About 50% of patients with cirrhosis develop ascites within 10 years of diagnosis and 50% of these will die within 2 years. The process by which ascites forms in cirrhosis is not fully understood but appears to involve the accumulation of vasodilator substances, activation of the renin-angiotensin-aldosterone system (causing renal retention of sodium and water), and the production of antidiuretic hormone (causing hyponatraemia due to dilution, not deficiency, of plasma sodium).
The aim is to induce natriuresis with consequent loss of water. Fluid restriction is unnecessary unless the plasma sodium falls below 120mmol/l. The initial management must include a diagnostic tap of the ascitic fluid as spontaneous bacterial peritonitis complicates up to 25% of patients on presentation.

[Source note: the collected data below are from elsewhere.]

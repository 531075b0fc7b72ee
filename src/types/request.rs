//! Domain requests, normalisation, and cache keys.
//!
//! Each request type owns three pieces of domain knowledge:
//!
//! - `normalize()`: trim / case-fold inputs and reject malformed ones with
//!   [`HuginnError::InvalidInput`] before they reach admission control
//! - `cache_key()`: deterministic composite of the normalised inputs
//! - `prompt()`: the text sent to the backend
//!
//! Keys are built from *normalised* values, so `" Chicken "` and `"Chicken"`
//! share a cache entry while `cuisine = "Asian"` and `"asian"` do too.

use std::fmt;

use serde::{Deserialize, Serialize};

use crate::{HuginnError, Result};

/// Default cuisine when the caller does not specify one.
pub const DEFAULT_CUISINE: &str = "any";

/// Default travel interests when the caller does not specify any.
pub const DEFAULT_INTERESTS: &str = "general sightseeing";

/// Default travel budget when the caller does not specify one.
pub const DEFAULT_BUDGET: &str = "moderate";

/// Operation domain.
///
/// Partitions rate limiting (the domain name is the limiter subject) and
/// selects the circuit breaker and fallback used for a call.
#[derive(Debug, Clone, Copy, PartialEq, Eq, Hash, Serialize, Deserialize)]
#[serde(rename_all = "lowercase")]
pub enum Domain {
    Chat,
    Recipe,
    Travel,
}

impl Domain {
    /// All domains, in a stable order.
    pub const ALL: [Domain; 3] = [Domain::Chat, Domain::Recipe, Domain::Travel];

    /// Subject string used for rate limiting and labels.
    pub fn as_str(&self) -> &'static str {
        match self {
            Domain::Chat => "chat",
            Domain::Recipe => "recipe",
            Domain::Travel => "travel",
        }
    }
}

impl fmt::Display for Domain {
    fn fmt(&self, f: &mut fmt::Formatter<'_>) -> fmt::Result {
        f.write_str(self.as_str())
    }
}

/// Cache key: `_`-joined normalised request parameters.
#[derive(Debug, Clone, PartialEq, Eq, Hash)]
pub struct CacheKey(String);

impl CacheKey {
    /// Join parts with `_`. Empty parts are kept, so a blank trailing field
    /// still yields a trailing separator (`"chicken, rice_asian_"`).
    pub fn from_parts(parts: &[&str]) -> Self {
        Self(parts.join("_"))
    }

    pub fn as_str(&self) -> &str {
        &self.0
    }
}

impl fmt::Display for CacheKey {
    fn fmt(&self, f: &mut fmt::Formatter<'_>) -> fmt::Result {
        f.write_str(&self.0)
    }
}

impl From<&str> for CacheKey {
    fn from(s: &str) -> Self {
        Self(s.to_string())
    }
}

fn require(value: &str, field: &str) -> Result<()> {
    if value.trim().is_empty() {
        return Err(HuginnError::InvalidInput(format!("{field} must not be blank")));
    }
    Ok(())
}

// ============================================================================
// Chat
// ============================================================================

/// Freeform chat prompt.
#[derive(Debug, Clone, Serialize, Deserialize)]
pub struct ChatRequest {
    pub prompt: String,
}

impl ChatRequest {
    pub fn new(prompt: impl Into<String>) -> Self {
        Self {
            prompt: prompt.into(),
        }
    }

    pub fn normalize(self) -> Result<Self> {
        require(&self.prompt, "prompt")?;
        Ok(Self {
            prompt: self.prompt.trim().to_string(),
        })
    }

    pub fn cache_key(&self) -> CacheKey {
        CacheKey::from(self.prompt.as_str())
    }

    pub fn prompt(&self) -> String {
        self.prompt.clone()
    }
}

/// Chat prompt sent with explicit completion options.
///
/// `model = None` resolves to the orchestrator's default model before the
/// cache key is computed, so explicit and implicit defaults share entries.
#[derive(Debug, Clone, Serialize, Deserialize)]
pub struct ChatOptionsRequest {
    pub prompt: String,
    #[serde(default, skip_serializing_if = "Option::is_none")]
    pub model: Option<String>,
}

impl ChatOptionsRequest {
    pub fn new(prompt: impl Into<String>) -> Self {
        Self {
            prompt: prompt.into(),
            model: None,
        }
    }

    pub fn model(mut self, model: impl Into<String>) -> Self {
        self.model = Some(model.into());
        self
    }

    /// Normalise, substituting `default_model` when no usable model is named.
    pub fn normalize(self, default_model: &str) -> Result<Self> {
        require(&self.prompt, "prompt")?;
        let model = self
            .model
            .map(|m| m.trim().to_string())
            .filter(|m| !m.is_empty())
            .unwrap_or_else(|| default_model.to_string());
        Ok(Self {
            prompt: self.prompt.trim().to_string(),
            model: Some(model),
        })
    }

    pub fn cache_key(&self) -> CacheKey {
        CacheKey::from_parts(&[&self.prompt, self.model.as_deref().unwrap_or_default()])
    }

    pub fn prompt(&self) -> String {
        self.prompt.clone()
    }
}

// ============================================================================
// Recipe
// ============================================================================

/// Recipe generation from a list of ingredients.
#[derive(Debug, Clone, Serialize, Deserialize)]
pub struct RecipeRequest {
    pub ingredients: String,
    #[serde(default = "default_cuisine")]
    pub cuisine: String,
    #[serde(default)]
    pub dietary_restrictions: String,
}

fn default_cuisine() -> String {
    DEFAULT_CUISINE.to_string()
}

impl RecipeRequest {
    pub fn new(ingredients: impl Into<String>) -> Self {
        Self {
            ingredients: ingredients.into(),
            cuisine: default_cuisine(),
            dietary_restrictions: String::new(),
        }
    }

    pub fn cuisine(mut self, cuisine: impl Into<String>) -> Self {
        self.cuisine = cuisine.into();
        self
    }

    pub fn dietary_restrictions(mut self, restrictions: impl Into<String>) -> Self {
        self.dietary_restrictions = restrictions.into();
        self
    }

    pub fn normalize(self) -> Result<Self> {
        require(&self.ingredients, "ingredients")?;
        Ok(Self {
            ingredients: self.ingredients.trim().to_string(),
            cuisine: self.cuisine.trim().to_lowercase(),
            dietary_restrictions: self.dietary_restrictions.trim().to_string(),
        })
    }

    pub fn cache_key(&self) -> CacheKey {
        CacheKey::from_parts(&[
            &self.ingredients,
            &self.cuisine,
            &self.dietary_restrictions,
        ])
    }

    pub fn prompt(&self) -> String {
        let cuisine = if self.cuisine.is_empty() {
            DEFAULT_CUISINE
        } else {
            &self.cuisine
        };
        let restrictions = if self.dietary_restrictions.is_empty() {
            "none"
        } else {
            &self.dietary_restrictions
        };
        format!(
            "I want to create a recipe using the following ingredients: {ingredients}.\n\
             The cuisine type I prefer is {cuisine}.\n\
             Please consider the following dietary restrictions: {restrictions}.\n\
             Please provide me with a detailed recipe including title, list of ingredients, \
             and cooking instructions.",
            ingredients = self.ingredients,
        )
    }
}

// ============================================================================
// Travel
// ============================================================================

/// Day-by-day travel itinerary.
#[derive(Debug, Clone, Serialize, Deserialize)]
pub struct TravelRequest {
    pub destination: String,
    pub days: u32,
    #[serde(default = "default_interests")]
    pub interests: String,
    #[serde(default = "default_budget")]
    pub budget: String,
}

fn default_interests() -> String {
    DEFAULT_INTERESTS.to_string()
}

fn default_budget() -> String {
    DEFAULT_BUDGET.to_string()
}

impl TravelRequest {
    pub fn new(destination: impl Into<String>, days: u32) -> Self {
        Self {
            destination: destination.into(),
            days,
            interests: default_interests(),
            budget: default_budget(),
        }
    }

    pub fn interests(mut self, interests: impl Into<String>) -> Self {
        self.interests = interests.into();
        self
    }

    pub fn budget(mut self, budget: impl Into<String>) -> Self {
        self.budget = budget.into();
        self
    }

    pub fn normalize(self) -> Result<Self> {
        require(&self.destination, "destination")?;
        if self.days < 1 {
            return Err(HuginnError::InvalidInput(
                "days must be at least 1".to_string(),
            ));
        }
        let interests = match self.interests.trim() {
            "" => default_interests(),
            s => s.to_string(),
        };
        let budget = match self.budget.trim() {
            "" => default_budget(),
            s => s.to_lowercase(),
        };
        Ok(Self {
            destination: self.destination.trim().to_string(),
            days: self.days,
            interests,
            budget,
        })
    }

    pub fn cache_key(&self) -> CacheKey {
        CacheKey::from_parts(&[
            &self.destination,
            &self.days.to_string(),
            &self.interests,
            &self.budget,
        ])
    }

    pub fn prompt(&self) -> String {
        format!(
            "You are an expert travel consultant. Create a detailed, day-by-day travel itinerary.\n\
             \n\
             Destination: {destination}\n\
             Number of days: {days}\n\
             Interests: {interests}\n\
             Budget: {budget}\n\
             \n\
             The itinerary should include:\n\
             - Daily activities (morning, afternoon, evening)\n\
             - Recommended local restaurants or food experiences\n\
             - Cultural tips and hidden gems\n\
             - Practical advice (transport, dress code, etc.)\n\
             \n\
             Write in a friendly, enthusiastic tone.\n",
            destination = self.destination,
            days = self.days,
            interests = self.interests,
            budget = self.budget,
        )
    }
}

A combination of bed-rest (which lowers plasma renin activity) and dietary sodium restriction are effective in about 10% of patients but diuretic therapy is usual. The most useful drug is spironolactone but its maximum effect can take up to 2 weeks to develop as it is metabolised to products with long duration of action, e.g. canrenone t1/ 10-35 h. A loop diuretic, e.g. frusemide (furosemide), is therefore given in combination, which also helps to counteract hyperkalemia induced by spironolactone. A dose ratio of spironolactone 100 mg and frusemide 40 mg o.d. works well, and can be increased every 3-4 days to a maximum of spironolactone 400 mg + frusemide 160 mg.
Body weight and urinary sodium excretion should be monitored. Patients who have oedema as well as ascites exhibit rapid weight loss. When ascites only is present weight loss should not exceed 0.5 kg/day, which is the maximum rate that fluid can move from the peritoneal cavity into the circulation. Creating a negative fluid balance runs the risk of hypovolaemia, electrolyte disturbance, renal impairment and eventually hepatic encephalopathy. Patients should lose weight if their urinary sodium excretion exceeds that provided by the diet; those who do not respond despite high urinary sodium outputs are almost certainly receiving additional sodium in their diet or medications, e.g. antacids. Should spironolactone cause painful gynaecomastia, amiloride is a useful substitute (10-40 mg/day) with a more rapid onset of action.
Abdominal paracentesis is useful particularly when ascites is tense; rapid drainage of 5 litres leads to prompt relief of discomfort and improves circulatory dynamics. Provided renal function is not compromised, extensive paracentesis is safe and can be used as an adjunct to diuretic therapy to shorten hospital stay. When more than 5 litres are drained it is customary to infuse colloid or albumin (6-8 g per litre of fluid removed) to prevent hypovolaemia.